> [Problem to work on] A bare number is the expected answer: the count of lines in the data holding "PasswordHash".
Start of Stored data
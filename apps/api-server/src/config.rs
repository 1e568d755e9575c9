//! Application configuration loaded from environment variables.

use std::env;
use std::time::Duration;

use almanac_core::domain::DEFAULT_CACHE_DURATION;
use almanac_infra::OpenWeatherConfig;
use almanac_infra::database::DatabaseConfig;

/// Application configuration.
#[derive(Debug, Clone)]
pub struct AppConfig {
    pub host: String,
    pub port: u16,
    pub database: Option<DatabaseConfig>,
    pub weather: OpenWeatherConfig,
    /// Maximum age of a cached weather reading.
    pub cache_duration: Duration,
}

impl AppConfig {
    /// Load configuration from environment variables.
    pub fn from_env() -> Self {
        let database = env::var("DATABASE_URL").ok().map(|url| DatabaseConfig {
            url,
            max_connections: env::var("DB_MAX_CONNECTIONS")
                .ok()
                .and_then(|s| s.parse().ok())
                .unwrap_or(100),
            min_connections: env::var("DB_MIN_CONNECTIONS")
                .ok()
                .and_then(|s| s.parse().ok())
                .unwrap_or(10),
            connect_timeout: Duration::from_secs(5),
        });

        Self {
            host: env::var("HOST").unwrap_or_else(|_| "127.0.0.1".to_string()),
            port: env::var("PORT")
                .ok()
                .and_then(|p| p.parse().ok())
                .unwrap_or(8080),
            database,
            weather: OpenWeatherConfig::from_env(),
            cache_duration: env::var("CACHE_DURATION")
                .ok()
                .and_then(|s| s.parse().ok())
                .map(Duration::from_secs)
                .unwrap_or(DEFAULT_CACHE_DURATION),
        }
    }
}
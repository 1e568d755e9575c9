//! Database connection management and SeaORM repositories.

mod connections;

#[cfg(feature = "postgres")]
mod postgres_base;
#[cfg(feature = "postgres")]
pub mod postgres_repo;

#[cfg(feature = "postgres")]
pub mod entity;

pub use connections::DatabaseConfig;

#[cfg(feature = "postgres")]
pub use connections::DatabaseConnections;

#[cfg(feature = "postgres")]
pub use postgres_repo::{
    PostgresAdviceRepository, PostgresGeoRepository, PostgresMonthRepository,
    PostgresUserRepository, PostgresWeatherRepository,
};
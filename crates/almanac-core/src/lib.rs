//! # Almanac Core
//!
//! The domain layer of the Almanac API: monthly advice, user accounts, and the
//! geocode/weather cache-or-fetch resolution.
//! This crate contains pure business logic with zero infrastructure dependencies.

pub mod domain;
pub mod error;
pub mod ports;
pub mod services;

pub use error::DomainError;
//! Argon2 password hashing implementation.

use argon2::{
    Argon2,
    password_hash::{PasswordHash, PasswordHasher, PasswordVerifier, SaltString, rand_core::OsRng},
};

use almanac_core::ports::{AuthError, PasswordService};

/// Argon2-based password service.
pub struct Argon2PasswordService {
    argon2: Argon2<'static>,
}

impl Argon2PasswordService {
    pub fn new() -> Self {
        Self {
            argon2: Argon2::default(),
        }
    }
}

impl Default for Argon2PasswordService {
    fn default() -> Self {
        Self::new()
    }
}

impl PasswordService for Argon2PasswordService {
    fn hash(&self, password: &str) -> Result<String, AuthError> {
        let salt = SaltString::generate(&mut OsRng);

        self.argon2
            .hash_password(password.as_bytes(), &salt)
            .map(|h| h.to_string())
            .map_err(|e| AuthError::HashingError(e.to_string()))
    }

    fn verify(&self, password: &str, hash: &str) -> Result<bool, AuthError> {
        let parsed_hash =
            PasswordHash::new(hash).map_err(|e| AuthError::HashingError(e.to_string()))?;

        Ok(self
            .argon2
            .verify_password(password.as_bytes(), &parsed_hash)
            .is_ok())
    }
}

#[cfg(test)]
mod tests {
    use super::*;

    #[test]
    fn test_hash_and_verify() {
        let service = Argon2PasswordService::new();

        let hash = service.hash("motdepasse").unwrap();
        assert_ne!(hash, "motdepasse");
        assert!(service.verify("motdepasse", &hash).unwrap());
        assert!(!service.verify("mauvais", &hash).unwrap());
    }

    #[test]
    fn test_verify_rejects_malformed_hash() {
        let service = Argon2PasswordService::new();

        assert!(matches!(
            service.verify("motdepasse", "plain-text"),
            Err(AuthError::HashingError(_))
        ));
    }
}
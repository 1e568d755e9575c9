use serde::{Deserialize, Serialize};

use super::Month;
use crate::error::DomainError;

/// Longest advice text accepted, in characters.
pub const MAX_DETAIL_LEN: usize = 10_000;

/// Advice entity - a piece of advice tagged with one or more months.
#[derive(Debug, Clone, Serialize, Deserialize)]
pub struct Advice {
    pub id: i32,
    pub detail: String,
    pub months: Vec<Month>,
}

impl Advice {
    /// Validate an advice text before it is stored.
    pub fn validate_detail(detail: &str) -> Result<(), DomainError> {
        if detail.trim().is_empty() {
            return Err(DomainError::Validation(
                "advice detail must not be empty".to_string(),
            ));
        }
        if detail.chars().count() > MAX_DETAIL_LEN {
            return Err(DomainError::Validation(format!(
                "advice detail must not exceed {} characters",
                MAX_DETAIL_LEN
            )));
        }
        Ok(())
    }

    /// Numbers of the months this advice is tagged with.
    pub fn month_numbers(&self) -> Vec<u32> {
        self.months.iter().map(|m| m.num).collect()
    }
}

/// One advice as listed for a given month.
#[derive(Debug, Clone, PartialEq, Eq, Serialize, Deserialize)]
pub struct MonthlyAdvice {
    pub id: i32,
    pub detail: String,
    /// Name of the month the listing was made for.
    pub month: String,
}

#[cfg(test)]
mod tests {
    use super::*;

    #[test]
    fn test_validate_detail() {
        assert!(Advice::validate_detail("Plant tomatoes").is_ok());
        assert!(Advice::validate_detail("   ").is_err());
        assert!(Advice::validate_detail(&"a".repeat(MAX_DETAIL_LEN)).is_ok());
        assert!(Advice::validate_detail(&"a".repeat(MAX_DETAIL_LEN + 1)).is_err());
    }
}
End of Stored data
> [Expected answer] 2